На грани жизни и смерти - страница 12

стр.

И вы и другие называете меня оптимистом, но врач не может и не должен быть иным. Я часто говорю безнадежному слепому: «Ждите, надейтесь, наука стремительно движется вперед; то, что сегодня вне наших сил, завтра легко станет возможным… Следите за ходом научных идей, не теряйте связи со мной». И возможно и невозможно – таков наш символ веры. Когда армия Наполеона вознамерилась осадить Британские острова, первый лорд адмиралтейства Великобритании Сент-Винсент сказал: «Я не говорю, что французы не высадятся, я только утверждаю, что они не могут прибыть к нам по воде…»

Довольно об этом, вернемся к пересадке роговицы. Не скрою, мой друг, я занялся трудным делом. Порой в самом деле бывало подумаешь: а что, если хлынет народ, нагрянет и спросит ответа? Посулил, не отказывайся, изволь теперь помогай. Опять-таки не слепцов я страшился, а мысли – где я раздобуду для них роговиц? Их нет у меня, и дсстать невозможно. Часто ли мы удаляем глаза с нормальной роговой оболочкой? А случится, приходится из одной здоровой выкраивать два трансплантата – двух больных обслужить. Просил врачей присылать мне глаза с прозрачной роговицей. «Вам они не нужны, – говорил я им, – вы бросите их в банку с формалином, а я ими людей воскрешу, верну им свободу и солнце». Ничего из этого не вышло, и все потому, что у многих из нас холодное сердце, ни жара, ни пламени в нем. Не будем греха таить, все страшатся новизны. Не легко понять новую идею, полюбить и сродниться с ней, как со своей… Я предугадываю ваше возражение, вы скажете то же самое, что говорят мне мои добрые и недобрые друзья: «Неспокойный вы человек, Владимир Петрович! Вы слишком горячи. Вам волнения нужны, без них вы что рыба без воды». Неверно! Чепуха! Я рад минуте покоя, как жаждущий – глотку воды. Судьи, в чьей власти свобода и неволя, жизнь и смерть, не знают в этом мире покоя…

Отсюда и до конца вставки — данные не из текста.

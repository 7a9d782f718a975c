//! Storage error types.

use std::fmt;
use std::path::PathBuf;

/// Errors from durable storage operations.
#[derive(Debug, Clone, PartialEq, Eq)]
pub enum StorageError {
    /// Reading or writing the backing file failed.
    Io { path: PathBuf, reason: String },
    /// The backing file exists but is not a JSON object of strings.
    Corrupt { path: PathBuf, reason: String },
    /// The entries could not be serialized.
    Serialize { reason: String },
}

impl fmt::Display for StorageError {
    fn fmt(&self, f: &mut fmt::Formatter<'_>) -> fmt::Result {
        match self {
            Self::Io { path, reason } => {
                write!(f, "storage I/O error at '{}': {reason}", path.display())
            }
            Self::Corrupt { path, reason } => {
                write!(f, "storage file '{}' is corrupt: {reason}", path.display())
            }
            Self::Serialize { reason } => {
                write!(f, "failed to serialize storage entries: {reason}")
            }
        }
    }
}

impl std::error::Error for StorageError {}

Не гадайте, мой друг, насчет меня, не прислушивайтесь к досужим суждениям. Ни беспричинное беспокойство, ни любовь к испытаниям мою страсть не питают. Порожденная клиникой, она есть выражение моей заинтересованности в судьбе человеческой жизни. Ничто другое не может ни глубоко взволновать меня, ни сделать счастливым, ни несчастным. Эта страсть не дает мне поддаться силе привычки, обрести в своей работе покой. Я все еще волнуюсь перед операцией и нередко провожу ночь без сна. Взволнованный мыслью о предстоящем, я сосредоточен и не склонен в тот день о чем-либо другом говорить. Мне хочется видеть торжественные лица, строгие движения людей. Я включаю метроном, чтобы ритм его ударов настроил моих помощников на строгий, размеренный лад.

Вообразите себя в моем положении. Кругом стоит стон, все ждут дел и чудес от меня, а я им говорю: «Вам можно было вернуть утраченное зрение, но у меня нет роговиц. Я подобен художнику без кисти, красок и холста».

Предсказания сбылись, больные действительно стали ко мне валом валить. Некоторые являлись с провожатыми, другие одни, прибывали из Сибири, с Кавказа, с Дона. Приехал однажды врач и привез на операцию двоих.

– Что это значит? – спрашиваю я его неприветливо. – Вместо того чтобы удерживать от поездки больных, вы сами их привозите. Тут месяцами дожидаются очереди, не думаете ли вы, что я для вас допущу исключение!

– Мы подождем, – терпеливо отвечает приезжий.

– Как бы вы не заждались!

– Что поделаешь, – пожимает он плечами. – Уж очень мне хотелось больную спасти… Тяжело переносить чужие страдания.

– Только больную? – не унимался я. – А больного вы готовы бросить? У меня нет роговиц, я не знаю, когда они будут.

– Я это учел, – подхватил он, – и привез вам двоих: одному необходимо удалить глаз, а другому пересадить его роговицу.

– И превосходно, – обрадовался я, – значит, есть еще люди, чье сердце не знает покоя.

Приезжает ко мне мать с девочкой лет девяти. Ребенок ослеп в результате перенесенной дифтерии. Один глаз совершенно разрушен, и на другом бельмо. Я с тревогой жду просьб и молений, обид и посулов, – чего не сделает мать для спасения ребенка! Мое сердце окаменело от горя, но не очерствело. Я подыскиваю слова утешения, готов успокоить ее, однако женщина почему-то спокойна. Она расспрашивает о пересадке, о технике дела, о самочувствии больного после операции. Мне хочется ее остановить, сказать, что наш разговор бесполезен, я не смогу оперировать девочку, но, подавленный ее спокойствием, молчу.